規模の縮小と無観客大会が発表された2020年度の全日本インカレ。今年の開催は難しく、直前まで中止せざるをえない流れで進んでいましたが、さまざまな対策を講じることで実現が可能になったとのこと。写真は昨年西宮で開催された全日本インカレより

 ヨットレースも夏から徐々に開催されるようになりました。バルクヘッドマガジン編集長が、いくつかの大会を取材してみた感想は、どの大会も前と同じようにおこなわれていないということ。それぞれコロナ対策を考えながら手探りで実施していて、いちばんベストの対策方法を模索しているように思えます。

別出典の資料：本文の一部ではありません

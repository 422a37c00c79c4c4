pub mod application;

use chrono::{DateTime, Utc};
use serde::{Deserialize, Serialize};
use uuid::Uuid;

use crate::decimal::Money;
use crate::errors::{CreditError, Result};
use crate::types::{AccountId, PaymentId, PaymentMethod, PaymentType};

pub use application::{
    apply_direct_payment, apply_installment_payment, DirectPaymentSummary, InstallmentApplication,
};

/// immutable payment event; created once, never mutated or deleted
#[derive(Debug, Clone, PartialEq, Serialize, Deserialize)]
pub struct Payment {
    pub id: PaymentId,
    pub account_id: AccountId,
    pub amount: Money,
    pub payment_date: DateTime<Utc>,
    pub method: PaymentMethod,
    pub payment_type: PaymentType,
    /// required for `Installment` payments, absent otherwise
    pub installment_number: Option<u32>,
}

impl Payment {
    pub fn new(
        account_id: AccountId,
        amount: Money,
        payment_date: DateTime<Utc>,
        method: PaymentMethod,
        payment_type: PaymentType,
        installment_number: Option<u32>,
    ) -> Result<Self> {
        if !amount.is_positive() {
            return Err(CreditError::InvalidAmount {
                amount,
                remaining: Money::ZERO,
            });
        }
        if payment_type == PaymentType::Installment && installment_number.is_none() {
            return Err(CreditError::MissingInstallmentNumber);
        }

        Ok(Self {
            id: Uuid::new_v4(),
            account_id,
            amount,
            payment_date,
            method,
            payment_type,
            installment_number,
        })
    }

    /// convenience constructor for an installment payment
    pub fn installment(
        account_id: AccountId,
        amount: Money,
        payment_date: DateTime<Utc>,
        method: PaymentMethod,
        installment_number: u32,
    ) -> Result<Self> {
        Self::new(
            account_id,
            amount,
            payment_date,
            method,
            PaymentType::Installment,
            Some(installment_number),
        )
    }
}

#[cfg(test)]
mod tests {
    use super::*;
    use chrono::TimeZone;

    #[test]
    fn test_rejects_non_positive_amount() {
        let date = Utc.with_ymd_and_hms(2024, 2, 10, 0, 0, 0).unwrap();
        let result = Payment::installment(
            Uuid::new_v4(),
            Money::ZERO,
            date,
            PaymentMethod::Cash,
            1,
        );
        assert!(matches!(result, Err(CreditError::InvalidAmount { .. })));
    }

    #[test]
    fn test_installment_type_requires_number() {
        let date = Utc.with_ymd_and_hms(2024, 2, 10, 0, 0, 0).unwrap();
        let result = Payment::new(
            Uuid::new_v4(),
            Money::from_major(50_000),
            date,
            PaymentMethod::Card,
            PaymentType::Installment,
            None,
        );
        assert!(matches!(
            result,
            Err(CreditError::MissingInstallmentNumber)
        ));
    }
}
use rust_decimal::{Decimal, RoundingStrategy};
use serde::{Deserialize, Serialize};
use std::fmt;
use std::ops::{Add, AddAssign, Div, Mul, Sub, SubAssign};
use std::str::FromStr;

/// Money in whole currency units (no fractional sub-units anywhere)
#[derive(Debug, Clone, Copy, PartialEq, Eq, PartialOrd, Ord, Serialize, Deserialize, Default)]
pub struct Money(Decimal);

impl Money {
    pub const ZERO: Money = Money(Decimal::ZERO);
    pub const ONE: Money = Money(Decimal::ONE);

    /// create from decimal, rounded half-up to a whole unit
    pub fn from_decimal(d: Decimal) -> Self {
        Money(d.round_dp_with_strategy(0, RoundingStrategy::MidpointAwayFromZero))
    }

    /// create from integer amount of whole currency units
    pub fn from_major(amount: i64) -> Self {
        Money(Decimal::from(amount))
    }

    /// get underlying decimal
    pub fn as_decimal(&self) -> Decimal {
        self.0
    }

    /// check if zero
    pub fn is_zero(&self) -> bool {
        self.0.is_zero()
    }

    /// check if strictly positive
    pub fn is_positive(&self) -> bool {
        self.0.is_sign_positive() && !self.0.is_zero()
    }

    /// check if negative
    pub fn is_negative(&self) -> bool {
        self.0.is_sign_negative()
    }

    /// minimum of two values
    pub fn min(self, other: Self) -> Self {
        Money(self.0.min(other.0))
    }

    /// maximum of two values
    pub fn max(self, other: Self) -> Self {
        Money(self.0.max(other.0))
    }

    /// divide by an integer count, rounding up to a whole unit
    pub fn div_ceil(&self, count: u32) -> Self {
        Money((self.0 / Decimal::from(count)).ceil())
    }
}

impl fmt::Display for Money {
    fn fmt(&self, f: &mut fmt::Formatter<'_>) -> fmt::Result {
        write!(f, "{}", self.0)
    }
}

impl FromStr for Money {
    type Err = rust_decimal::Error;

    fn from_str(s: &str) -> Result<Self, Self::Err> {
        Ok(Money::from_decimal(Decimal::from_str(s)?))
    }
}

impl From<Decimal> for Money {
    fn from(d: Decimal) -> Self {
        Money::from_decimal(d)
    }
}

impl From<i32> for Money {
    fn from(i: i32) -> Self {
        Money::from_major(i as i64)
    }
}

impl From<u32> for Money {
    fn from(i: u32) -> Self {
        Money::from_major(i as i64)
    }
}

impl Add for Money {
    type Output = Money;

    fn add(self, other: Money) -> Money {
        Money(self.0 + other.0)
    }
}

impl AddAssign for Money {
    fn add_assign(&mut self, other: Money) {
        self.0 += other.0;
    }
}

impl Sub for Money {
    type Output = Money;

    fn sub(self, other: Money) -> Money {
        Money(self.0 - other.0)
    }
}

impl SubAssign for Money {
    fn sub_assign(&mut self, other: Money) {
        self.0 -= other.0;
    }
}

impl Mul<Decimal> for Money {
    type Output = Money;

    fn mul(self, other: Decimal) -> Money {
        Money::from_decimal(self.0 * other)
    }
}

impl Div<Decimal> for Money {
    type Output = Money;

    fn div(self, other: Decimal) -> Money {
        Money::from_decimal(self.0 / other)
    }
}

/// rate type for interest rates and per-day penalty rates
#[derive(Debug, Clone, Copy, PartialEq, Eq, PartialOrd, Ord, Serialize, Deserialize, Default)]
pub struct Rate(Decimal);

impl Rate {
    pub const ZERO: Rate = Rate(Decimal::ZERO);

    /// create from decimal (e.g., 0.24 for 24%)
    pub fn from_decimal(d: Decimal) -> Self {
        Rate(d)
    }

    /// create from annual percentage (e.g., 24 for 24%)
    pub fn from_percentage(p: u32) -> Self {
        Rate(Decimal::from(p) / Decimal::from(100))
    }

    /// get as decimal
    pub fn as_decimal(&self) -> Decimal {
        self.0
    }

    /// get as percentage
    pub fn as_percentage(&self) -> Decimal {
        self.0 * Decimal::from(100)
    }

    /// monthly rate from annual rate
    pub fn monthly_rate(&self) -> Rate {
        Rate(self.0 / Decimal::from(12))
    }

    /// check if zero
    pub fn is_zero(&self) -> bool {
        self.0.is_zero()
    }

    /// check if negative
    pub fn is_negative(&self) -> bool {
        self.0.is_sign_negative()
    }
}

impl fmt::Display for Rate {
    fn fmt(&self, f: &mut fmt::Formatter<'_>) -> fmt::Result {
        write!(f, "{}%", self.as_percentage())
    }
}

impl From<Decimal> for Rate {
    fn from(d: Decimal) -> Self {
        Rate::from_decimal(d)
    }
}

#[cfg(test)]
mod tests {
    use super::*;
    use rust_decimal_macros::dec;

    #[test]
    fn test_money_rounds_half_up() {
        assert_eq!(Money::from_decimal(dec!(100.5)), Money::from_major(101));
        assert_eq!(Money::from_decimal(dec!(100.49)), Money::from_major(100));
        assert_eq!(Money::from_decimal(dec!(99.999)), Money::from_major(100));
    }

    #[test]
    fn test_div_ceil() {
        let remaining = Money::from_major(100_001);
        assert_eq!(remaining.div_ceil(3), Money::from_major(33_334));

        let exact = Money::from_major(90_000);
        assert_eq!(exact.div_ceil(3), Money::from_major(30_000));
    }

    #[test]
    fn test_monthly_rate() {
        let annual = Rate::from_percentage(24);
        assert_eq!(annual.monthly_rate().as_decimal(), dec!(0.02));
    }

    #[test]
    fn test_positive_excludes_zero() {
        assert!(!Money::ZERO.is_positive());
        assert!(Money::ONE.is_positive());
    }
}
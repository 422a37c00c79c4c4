use chrono::{DateTime, Utc};
use serde::{Deserialize, Serialize};

use crate::decimal::Money;
use crate::types::{AccountId, DueBucket, PaymentId, PaymentType};

/// all events emitted by account operations
#[derive(Debug, Clone, PartialEq, Serialize, Deserialize)]
pub enum Event {
    AccountOpened {
        account_id: AccountId,
        principal: Money,
        term_months: u32,
        timestamp: DateTime<Utc>,
    },
    ScheduleGenerated {
        account_id: AccountId,
        installments: u32,
        monthly_payment: Money,
        first_due_date: DateTime<Utc>,
    },
    PaymentReceived {
        account_id: AccountId,
        payment_id: PaymentId,
        amount: Money,
        payment_type: PaymentType,
        timestamp: DateTime<Utc>,
    },
    InstallmentSettled {
        account_id: AccountId,
        installment_number: u32,
        paid_amount: Money,
        timestamp: DateTime<Utc>,
    },
    OverpaymentRolled {
        account_id: AccountId,
        from_installment: u32,
        amount: Money,
        timestamp: DateTime<Utc>,
    },
    PenaltyAssessed {
        account_id: AccountId,
        amount: Money,
        days_late: u32,
        timestamp: DateTime<Utc>,
    },
    AccountCompleted {
        account_id: AccountId,
        total_paid: Money,
        timestamp: DateTime<Utc>,
    },
    ReminderQueued {
        account_id: AccountId,
        bucket: DueBucket,
        timestamp: DateTime<Utc>,
    },
}

/// event store for collecting events during operations
#[derive(Debug, Default, Clone)]
pub struct EventStore {
    events: Vec<Event>,
}

impl EventStore {
    pub fn new() -> Self {
        Self { events: Vec::new() }
    }

    pub fn emit(&mut self, event: Event) {
        self.events.push(event);
    }

    pub fn take_events(&mut self) -> Vec<Event> {
        std::mem::take(&mut self.events)
    }

    pub fn events(&self) -> &[Event] {
        &self.events
    }

    pub fn clear(&mut self) {
        self.events.clear();
    }
}
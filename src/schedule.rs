use chrono::{DateTime, Utc};
use rust_decimal::Decimal;
use serde::{Deserialize, Serialize};

use crate::dates::add_months;
use crate::decimal::{Money, Rate};
use crate::errors::{CreditError, Result};
use crate::types::InstallmentStatus;

/// one row of a payment schedule
#[derive(Debug, Clone, PartialEq, Serialize, Deserialize)]
pub struct Installment {
    /// 1-based, contiguous
    pub number: u32,
    pub due_date: DateTime<Utc>,
    pub principal_amount: Money,
    pub interest_amount: Money,
    /// principal + interest, whole currency units
    pub total_amount: Money,
    pub status: InstallmentStatus,
    pub paid_date: Option<DateTime<Utc>>,
    /// accumulates across partial payments
    pub paid_amount: Money,
}

impl Installment {
    /// outstanding portion of this row
    pub fn outstanding(&self) -> Money {
        (self.total_amount - self.paid_amount).max(Money::ZERO)
    }

    pub fn is_settled(&self) -> bool {
        self.status == InstallmentStatus::Paid
    }
}

/// ordered payment schedule, generated once at account opening;
/// row count, dates, and nominal amounts never change afterwards
#[derive(Debug, Clone, PartialEq, Serialize, Deserialize)]
pub struct Schedule {
    pub principal: Money,
    pub annual_rate: Rate,
    pub term_months: u32,
    pub start_date: DateTime<Utc>,
    pub monthly_payment: Money,
    pub installments: Vec<Installment>,
    pub total_interest: Money,
}

impl Schedule {
    /// generate a deterministic installment schedule
    ///
    /// zero rate: level principal, zero interest. positive rate: annuity
    /// payment P*r*(1+r)^n / ((1+r)^n - 1) with r = annual/12. every
    /// monetary field is rounded half-up to a whole unit at row
    /// construction, and the last row absorbs the rounding drift so the
    /// principal portions sum to the principal exactly.
    pub fn generate(
        principal: Money,
        term_months: u32,
        annual_rate: Rate,
        start_date: DateTime<Utc>,
    ) -> Result<Self> {
        if term_months < 1 {
            return Err(CreditError::InvalidTerm {
                months: term_months,
            });
        }
        if principal.is_negative() {
            return Err(CreditError::InvalidPrincipal { amount: principal });
        }
        if annual_rate.is_negative() {
            return Err(CreditError::InvalidRate { rate: annual_rate });
        }

        let monthly_rate = annual_rate.monthly_rate().as_decimal();
        let monthly_payment = annuity_payment(principal, monthly_rate, term_months);

        let mut installments = Vec::with_capacity(term_months as usize);
        let mut balance = principal;

        for i in 1..=term_months {
            let due_date = add_months(start_date, i);
            let is_last = i == term_months;

            let interest_amount = Money::from_decimal(balance.as_decimal() * monthly_rate);
            let principal_amount = if is_last {
                // absorb rounding drift so principal portions sum exactly
                balance
            } else {
                (monthly_payment - interest_amount)
                    .min(balance)
                    .max(Money::ZERO)
            };
            let total_amount = principal_amount + interest_amount;

            balance = (balance - principal_amount).max(Money::ZERO);

            installments.push(Installment {
                number: i,
                due_date,
                principal_amount,
                interest_amount,
                total_amount,
                status: InstallmentStatus::Pending,
                paid_date: None,
                paid_amount: Money::ZERO,
            });
        }

        let total_interest = installments
            .iter()
            .map(|row| row.interest_amount)
            .fold(Money::ZERO, |acc, x| acc + x);

        Ok(Self {
            principal,
            annual_rate,
            term_months,
            start_date,
            monthly_payment,
            installments,
            total_interest,
        })
    }

    /// get row by installment number
    pub fn installment(&self, number: u32) -> Option<&Installment> {
        self.installments.get(number.checked_sub(1)? as usize)
    }

    /// get mutable row by installment number
    pub fn installment_mut(&mut self, number: u32) -> Result<&mut Installment> {
        number
            .checked_sub(1)
            .and_then(|idx| self.installments.get_mut(idx as usize))
            .ok_or(CreditError::InstallmentNotFound { number })
    }

    /// earliest row not yet settled
    pub fn next_unpaid(&self) -> Option<&Installment> {
        self.installments.iter().find(|row| !row.is_settled())
    }

    /// sum of the unsettled portions still owed across the schedule
    pub fn outstanding_total(&self) -> Money {
        self.installments
            .iter()
            .map(|row| row.outstanding())
            .fold(Money::ZERO, |acc, x| acc + x)
    }

    /// flip past-due pending rows to overdue, day-granular
    pub fn mark_overdue(&mut self, now: DateTime<Utc>) -> u32 {
        let mut flipped = 0;
        for row in &mut self.installments {
            if row.status == InstallmentStatus::Pending
                && crate::dates::days_between(row.due_date, now) >= 1
            {
                row.status = InstallmentStatus::Overdue;
                flipped += 1;
            }
        }
        flipped
    }
}

/// monthly annuity payment, rounded half-up to a whole unit
fn annuity_payment(principal: Money, monthly_rate: Decimal, months: u32) -> Money {
    if monthly_rate.is_zero() {
        return Money::from_decimal(principal.as_decimal() / Decimal::from(months));
    }

    // payment = P * r * (1+r)^n / ((1+r)^n - 1)
    let base = Decimal::ONE + monthly_rate;
    let mut compound = Decimal::ONE;
    for _ in 0..months {
        compound *= base;
    }

    let numerator = principal.as_decimal() * monthly_rate * compound;
    let denominator = compound - Decimal::ONE;

    Money::from_decimal(numerator / denominator)
}

#[cfg(test)]
mod tests {
    use super::*;
    use chrono::TimeZone;

    fn start() -> DateTime<Utc> {
        Utc.with_ymd_and_hms(2024, 1, 15, 0, 0, 0).unwrap()
    }

    #[test]
    fn test_zero_rate_schedule() {
        let schedule =
            Schedule::generate(Money::from_major(1_200_000), 12, Rate::ZERO, start()).unwrap();

        assert_eq!(schedule.installments.len(), 12);
        assert_eq!(schedule.monthly_payment, Money::from_major(100_000));
        for row in &schedule.installments {
            assert_eq!(row.principal_amount, Money::from_major(100_000));
            assert_eq!(row.interest_amount, Money::ZERO);
            assert_eq!(row.total_amount, Money::from_major(100_000));
            assert_eq!(row.status, InstallmentStatus::Pending);
            assert_eq!(row.paid_amount, Money::ZERO);
        }
        assert_eq!(schedule.total_interest, Money::ZERO);
    }

    #[test]
    fn test_principal_sums_exactly() {
        let cases = [
            (Money::from_major(1_000_000), 10, Rate::from_percentage(24)),
            (Money::from_major(999_999), 7, Rate::from_percentage(18)),
            (Money::from_major(1_200_000), 12, Rate::ZERO),
            (Money::from_major(500_000), 3, Rate::from_percentage(36)),
        ];

        for (principal, term, rate) in cases {
            let schedule = Schedule::generate(principal, term, rate, start()).unwrap();
            let principal_sum = schedule
                .installments
                .iter()
                .map(|row| row.principal_amount)
                .fold(Money::ZERO, |acc, x| acc + x);
            assert_eq!(principal_sum, principal, "drift for term {}", term);
        }
    }

    #[test]
    fn test_annuity_schedule() {
        let principal = Money::from_major(1_000_000);
        let schedule =
            Schedule::generate(principal, 10, Rate::from_percentage(24), start()).unwrap();

        // r = 0.02: payment = 1_000_000 * 0.02 * 1.02^10 / (1.02^10 - 1)
        assert_eq!(schedule.monthly_payment, Money::from_major(111_327));

        for row in &schedule.installments {
            assert_eq!(
                row.principal_amount + row.interest_amount,
                row.total_amount,
                "row {} inconsistent",
                row.number
            );
        }

        // first row interest is one monthly-rate bite of the full principal
        assert_eq!(
            schedule.installments[0].interest_amount,
            Money::from_major(20_000)
        );
    }

    #[test]
    fn test_due_dates_are_month_increments() {
        let schedule =
            Schedule::generate(Money::from_major(300_000), 3, Rate::ZERO, start()).unwrap();

        assert_eq!(
            schedule.installments[0].due_date,
            Utc.with_ymd_and_hms(2024, 2, 15, 0, 0, 0).unwrap()
        );
        assert_eq!(
            schedule.installments[2].due_date,
            Utc.with_ymd_and_hms(2024, 4, 15, 0, 0, 0).unwrap()
        );
    }

    #[test]
    fn test_due_dates_clamp_at_month_end() {
        let jan31 = Utc.with_ymd_and_hms(2024, 1, 31, 0, 0, 0).unwrap();
        let schedule = Schedule::generate(Money::from_major(300_000), 3, Rate::ZERO, jan31).unwrap();

        assert_eq!(
            schedule.installments[0].due_date,
            Utc.with_ymd_and_hms(2024, 2, 29, 0, 0, 0).unwrap()
        );
        assert_eq!(
            schedule.installments[1].due_date,
            Utc.with_ymd_and_hms(2024, 3, 31, 0, 0, 0).unwrap()
        );
    }

    #[test]
    fn test_rejects_zero_term() {
        let result = Schedule::generate(Money::from_major(100_000), 0, Rate::ZERO, start());
        assert!(matches!(result, Err(CreditError::InvalidTerm { months: 0 })));
    }

    #[test]
    fn test_rejects_negative_principal() {
        let result = Schedule::generate(Money::from_major(-1), 12, Rate::ZERO, start());
        assert!(matches!(result, Err(CreditError::InvalidPrincipal { .. })));
    }

    #[test]
    fn test_mark_overdue_is_day_granular() {
        let mut schedule =
            Schedule::generate(Money::from_major(200_000), 2, Rate::ZERO, start()).unwrap();

        // late evening of the due day itself is not overdue
        let due_day_evening = Utc.with_ymd_and_hms(2024, 2, 15, 23, 30, 0).unwrap();
        assert_eq!(schedule.mark_overdue(due_day_evening), 0);

        let next_morning = Utc.with_ymd_and_hms(2024, 2, 16, 0, 30, 0).unwrap();
        assert_eq!(schedule.mark_overdue(next_morning), 1);
        assert_eq!(
            schedule.installments[0].status,
            InstallmentStatus::Overdue
        );
        assert_eq!(
            schedule.installments[1].status,
            InstallmentStatus::Pending
        );
    }
}
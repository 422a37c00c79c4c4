use chrono::{DateTime, Utc};
use rust_decimal::Decimal;

use crate::config::DEFAULT_PENALTY_RATE_PER_DAY;
use crate::dates::days_late;
use crate::decimal::Money;

/// late-payment penalty configuration
#[derive(Debug, Clone, Copy, PartialEq, serde::Serialize, serde::Deserialize)]
pub struct PenaltyConfig {
    /// fraction of the monthly payment charged per day late
    pub rate_per_day: Decimal,
}

impl Default for PenaltyConfig {
    fn default() -> Self {
        Self {
            rate_per_day: DEFAULT_PENALTY_RATE_PER_DAY,
        }
    }
}

impl PenaltyConfig {
    pub fn new(rate_per_day: Decimal) -> Self {
        Self { rate_per_day }
    }
}

/// penalty calculation result
#[derive(Debug, Clone, Copy, PartialEq)]
pub struct PenaltyCalculation {
    pub amount: Money,
    pub days_late: u32,
    pub monthly_payment: Money,
}

/// compute the late-payment penalty for a payment against a due date
///
/// zero when paid on or before the due date; otherwise the monthly
/// payment times the per-day rate times whole days late, rounded
/// half-up to a whole unit
pub fn compute_penalty(
    due_date: DateTime<Utc>,
    payment_date: DateTime<Utc>,
    monthly_payment: Money,
    config: &PenaltyConfig,
) -> PenaltyCalculation {
    let days = days_late(due_date, payment_date);
    if days == 0 {
        return PenaltyCalculation {
            amount: Money::ZERO,
            days_late: 0,
            monthly_payment,
        };
    }

    let amount = Money::from_decimal(
        monthly_payment.as_decimal() * config.rate_per_day * Decimal::from(days),
    );

    PenaltyCalculation {
        amount,
        days_late: days,
        monthly_payment,
    }
}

◎密を避け時間短縮のメリットも。オンライン審問の可能性

 先月、バルクヘッドマガジンでは、コロナ対策ヨットレースについて記事にしました。日本のヨットレースは、日本セーリング連盟によるガイドラインに基づいておこなわれていて、編集長が取材した現場では具体的に次のような対策をしていました。

◎事前の健康チェック表(体温、体調等)の提出
◎大会当日の検温(オンライン報告有)
◎開会式、表彰式、艇長会議をオンライン等で簡素化
◎案内、公式掲示板、出艇申告をLINEやSNSで代用
◎陸上でのマスク着用
◎サポートボートの乗員制限

 さらにいくつかの大会では「オンライン審問」もおこなわれるようになりました。オンライン審問の利点は、審問に関わる人(選手、ジュリー、証人など)が一同に集まらなくて良いことが挙げられます。

 泊地の異なるクルーザーレースにはもってこいの方法だし、審問の数が多く深夜0時を超えてしまうような世界選手権、五輪代表選考、全日本学生ヨット選手権などでも、無駄な時間を割愛できそうです。

 選手たちは、まだ慣れていないので、審問の時間に現れなかったり(これはオンライン以前の問題ですが)、ホワイトボードや模型等でケースを説明する際の準備が足りず、説明に苦労するという場面もあったようです。しかし、こうした問題はオンライン審問の回数を多く経験すれば、解決していくでしょう。

 それと同時に、『開会式・表彰式・艇長会議の簡素化』『公式掲示板、出艇申告をLINEやSNSで代用』などは、コロナ対策でなくても使えるもので、「効率の良い(無駄を省いた)ヨットレース」につながり、これから一般化されるかもしれません。

◎全日本インカレでは『無観客』でヨットレースを開催

 また、今年最大級のセーリングイベントとなる第85回全日本学生ヨット選手権(11月和歌山セーリングセンター開催)は、全日本学生ヨット連盟の評議会で『無観客大会』として開催することが決定し、大会規模を縮小し、応援艇の自粛協力がアナウンスされています。

 全日本インカレを知らない方は「?」な話かもしれません。海上でおこなわれるヨットレースの観戦は、観客席のある陸上スポーツと異なり、レース観戦することはできません。

 しかし、日本のヨットレースの中でも全日本インカレだけは特別で、たくさんの観客(多くはヨット部卒業生です)が、レース海面のまわりで観戦・応援します。ヨットレースの無観客試合とは、自前で船を出してレース海面へ来て応援できない、またはヨットハーバーに来て応援できない、という意味です(本大会では応援艇の自粛協力のお願いがアナウンスされています)。

第85回全日本学生ヨット選手権の変更点
◎日程短縮
4日間→3日間(2020年11月1〜3日)
最大11レース→最大8レース
◎登録人数制限
選手は1クラス/10名まで
部長、監督、コーチ、マネージャーのサポートは5名まで(両クラス出場校は最大25名)
◎施設内の立ち入り制限
施設内の艇置きブース、支援艇用の桟橋への立ち入りは、事前に登録した選手、サポートメンバーのみ
◎予備艇、支援艇の制限
予備艇はなしとする
支援艇は各クラス1艇まで(両クラス出場校は最大2艇)
支援艇は密を避けるために、乗員は定員の半分以下

 コロナ禍のヨットレースとして、今どんな方法を取るのが正解なのか分かりません。特に大学スポーツのコロナ感染拡大は、部活動の活動停止だけでなく、大学の他スポーツにも影響を及ぼす可能性があります。

 対策をやりすぎてしまえば、ヨットレースの楽しさを犠牲にするし、参加できない選手も出てきてしまいます。だからといって、コロナ以前と同じにできないことは、みなが承知していることです。

 いまは、コロナ対策の大会をおこない、修正を繰り返して、「いまの時代に合った、より良いヨットレースのやり方」を見つけていく過渡期なのだろうと思います。